EXERCISE PROMPT
The answer must consist of every line from the entries below that contains the word "assets".

RECORDS SHOWN
use std::fmt;
use std::str::FromStr;

use crate::{
    foundation::error::{AdorableError, AdorableResult},
    random::{sampler::next_below, stream::ByteSource},
};

/// Facial feature layer. Variants are listed in composite (and sampling) order.
#[derive(
    Clone, Copy, Debug, PartialEq, Eq, PartialOrd, Ord, Hash, serde::Serialize, serde::Deserialize,
)]
#[serde(rename_all = "lowercase")]
pub enum FeatureCategory {
    /// Eye pair, drawn first.
    Eyes,
    /// Nose, drawn over the eyes.
    Nose,
    /// Mouth, drawn last.
    Mouth,
}

/// Static description of one feature category.
#[derive(Clone, Copy, Debug, PartialEq, Eq)]
pub struct CategoryInfo {
    /// Category this row describes.
    pub category: FeatureCategory,
    /// Asset file prefix, e.g. `eyes` for `eyes3.png`.
    pub name: &'static str,
    /// Number of bundled variants.
    pub variants: u32,
}

/// The fixed feature table. Row order is the draw order and the composite order.
pub static CATEGORIES: [CategoryInfo; 3] = [
    CategoryInfo {
        category: FeatureCategory::Eyes,
        name: "eyes",
        variants: 9,
    },
    CategoryInfo {
        category: FeatureCategory::Nose,
        name: "nose",
        variants: 8,
    },
    CategoryInfo {
        category: FeatureCategory::Mouth,
        name: "mouth",
        variants: 8,
    },
];

impl FeatureCategory {
    /// All categories in composite order.
    pub const ALL: [Self; 3] = [Self::Eyes, Self::Nose, Self::Mouth];

    /// Table row for this category.
    pub fn info(self) -> &'static CategoryInfo {
        &CATEGORIES[self.layer()]
    }

    /// Zero-based position in the composite order.
    pub fn layer(self) -> usize {
        match self {
            Self::Eyes => 0,
            Self::Nose => 1,
            Self::Mouth => 2,
        }
    }

    /// Asset name prefix.
    pub fn name(self) -> &'static str {
        self.info().name
    }

    /// Number of available variants.
    pub fn variants(self) -> u32 {
        self.info().variants
    }

    /// Bundled file name of a variant, e.g. `nose4.png`.
    pub fn asset_name(self, index: u32) -> String {
        format!("{}{index}.png", self.name())
    }
}

impl fmt::Display for FeatureCategory {
    fn fmt(&self, f: &mut fmt::Formatter<'_>) -> fmt::Result {
        f.write_str(self.name())
    }
}

impl FromStr for FeatureCategory {
    type Err = AdorableError;

    fn from_str(s: &str) -> Result<Self, Self::Err> {
        CATEGORIES
            .iter()
            .find(|row| row.name == s)
            .map(|row| row.category)
            .ok_or_else(|| AdorableError::validation(format!("unknown feature category '{s}'")))
    }
}

/// Draw a variant index for `category`.
pub fn pick_variant<S: ByteSource + ?Sized>(
    src: &mut S,
    category: FeatureCategory,
) -> AdorableResult<u32> {
    let v = next_below(src, u64::from(category.variants()))?;
    // bounded by `variants`, which is a u32
    Ok(v as u32)
}

macro_rules! bundled {
    ($($file:literal),* $(,)?) => {
        &[$(
            (
                $file,
                include_bytes!(concat!(env!("CARGO_MANIFEST_DIR"), "/assets/bodyparts/", $file))
                    as &[u8],
            ),
        )*]
    };
}

static BUNDLED: &[(&str, &[u8])] = bundled![
    "eyes0.png",
    "eyes1.png",
    "eyes2.png",
    "eyes3.png",
    "eyes4.png",
    "eyes5.png",
    "eyes6.png",
    "eyes7.png",
    "eyes8.png",
    "nose0.png",
    "nose1.png",
    "nose2.png",
    "nose3.png",
    "nose4.png",
    "nose5.png",
    "nose6.png",
    "nose7.png",
    "mouth0.png",
    "mouth1.png",
    "mouth2.png",
    "mouth3.png",
    "mouth4.png",
    "mouth5.png",
    "mouth6.png",
    "mouth7.png",
];

/// Encoded PNG bytes compiled into the library, keyed by asset file name.
pub fn bundled_asset(name: &str) -> Option<&'static [u8]> {
    BUNDLED
        .iter()
        .find(|(file, _)| *file == name)
        .map(|(_, bytes)| *bytes)
}

#[cfg(test)]
#[path = "../../tests/unit/assets/catalog.rs"]
mod tests;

ANSWER TO THIS TASK
                include_bytes!(concat!(env!("CARGO_MANIFEST_DIR"), "/assets/bodyparts/", $file))
#[path = "../../tests/unit/assets/catalog.rs"]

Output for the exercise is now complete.